Nanya Technology spent years as the also-ran of the memory business, the Taiwanese DRAM maker that Samsung, SK Hynix and Micron never had to worry about much. The AI boom has changed the arithmetic. The company now plans to spend around $6bn in 2027 as it races to expand capacity into a memory shortage that shows little sign of easing, according to Reuters.
That figure, if it holds, would mark a sharp escalation. Nanya set its 2026 capital expenditure at NT$52bn, roughly $1.6bn and itself more than triple the year before, with about 70% earmarked for a new plant. A jump toward $6bn the following year would be the most aggressive build-out in the company’s history.
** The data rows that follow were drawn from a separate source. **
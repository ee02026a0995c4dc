//! Synchronous console.
//!
//! The raw console is interrupt-driven; this wrapper turns each completion
//! into a semaphore the calling thread waits on, and serializes readers
//! and writers with separate locks so interleaved threads get whole
//! strings, not shuffled bytes.

use crate::{
    machine::Console,
    proc::KernelCtx,
    synch::{Lock, Semaphore},
};

pub struct SynchConsole {
    console: Console,
    /// A character is waiting to be read.
    can_read: Semaphore,
    /// The last write reached the output.
    write_done: Semaphore,
    read_lock: Lock,
    write_lock: Lock,
}

impl SynchConsole {
    pub fn new() -> Self {
        Self {
            console: Console::new(),
            can_read: Semaphore::new("read avail", 0),
            write_done: Semaphore::new("write done", 0),
            read_lock: Lock::new("console read"),
            write_lock: Lock::new("console write"),
        }
    }

    /// Queue input for the guest to read; the char-available interrupt
    /// fires per byte.
    pub fn feed_input(&self, ctx: &KernelCtx<'_>, bytes: &[u8]) {
        for byte in bytes {
            self.console.feed(*byte, &|| self.can_read.v(ctx));
        }
    }

    pub fn get_char(&self, ctx: &KernelCtx<'_>) -> u8 {
        self.read_lock.acquire(ctx);
        self.can_read.p(ctx);
        let byte = self.console.get_char();
        self.read_lock.release(ctx);
        byte
    }

    pub fn put_char(&self, ctx: &KernelCtx<'_>, byte: u8) {
        self.write_lock.acquire(ctx);
        self.console.put_char(byte, &|| self.write_done.v(ctx));
        self.write_done.p(ctx);
        self.write_lock.release(ctx);
    }

    /// Read exactly `len` bytes, waiting for input as needed.
    pub fn get_string(&self, ctx: &KernelCtx<'_>, len: usize) -> Vec<u8> {
        self.read_lock.acquire(ctx);
        let mut buffer = Vec::with_capacity(len);
        for _ in 0..len {
            self.can_read.p(ctx);
            buffer.push(self.console.get_char());
        }
        self.read_lock.release(ctx);
        buffer
    }

    /// Write a whole buffer, one completion at a time.
    pub fn put_string(&self, ctx: &KernelCtx<'_>, bytes: &[u8]) -> usize {
        self.write_lock.acquire(ctx);
        for byte in bytes {
            self.console.put_char(*byte, &|| self.write_done.v(ctx));
            self.write_done.p(ctx);
        }
        self.write_lock.release(ctx);
        bytes.len()
    }

    /// Everything the guest has written so far.
    pub fn output(&self) -> Vec<u8> {
        self.console.output()
    }
}

impl Default for SynchConsole {
    fn default() -> Self {
        Self::new()
    }
}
The money is aimed largely at a single building. Nanya’s new 5A fab is scheduled to begin equipment move-in during the first quarter of 2027, and once running it is expected to roughly double the company’s total production capacity, with the initial phase alone adding more than 30,000 wafers a month.
The timing is deliberate. Nanya has warned that the AI-driven memory shortage is likely to persist through at least 2027, with some in the industry stretching that to 2028, a scarcity that has sent contract prices vertical and reached ordinary buyers, from cloud operators to Apple, which pulled its cheapest Mac Mini from sale as memory costs surged.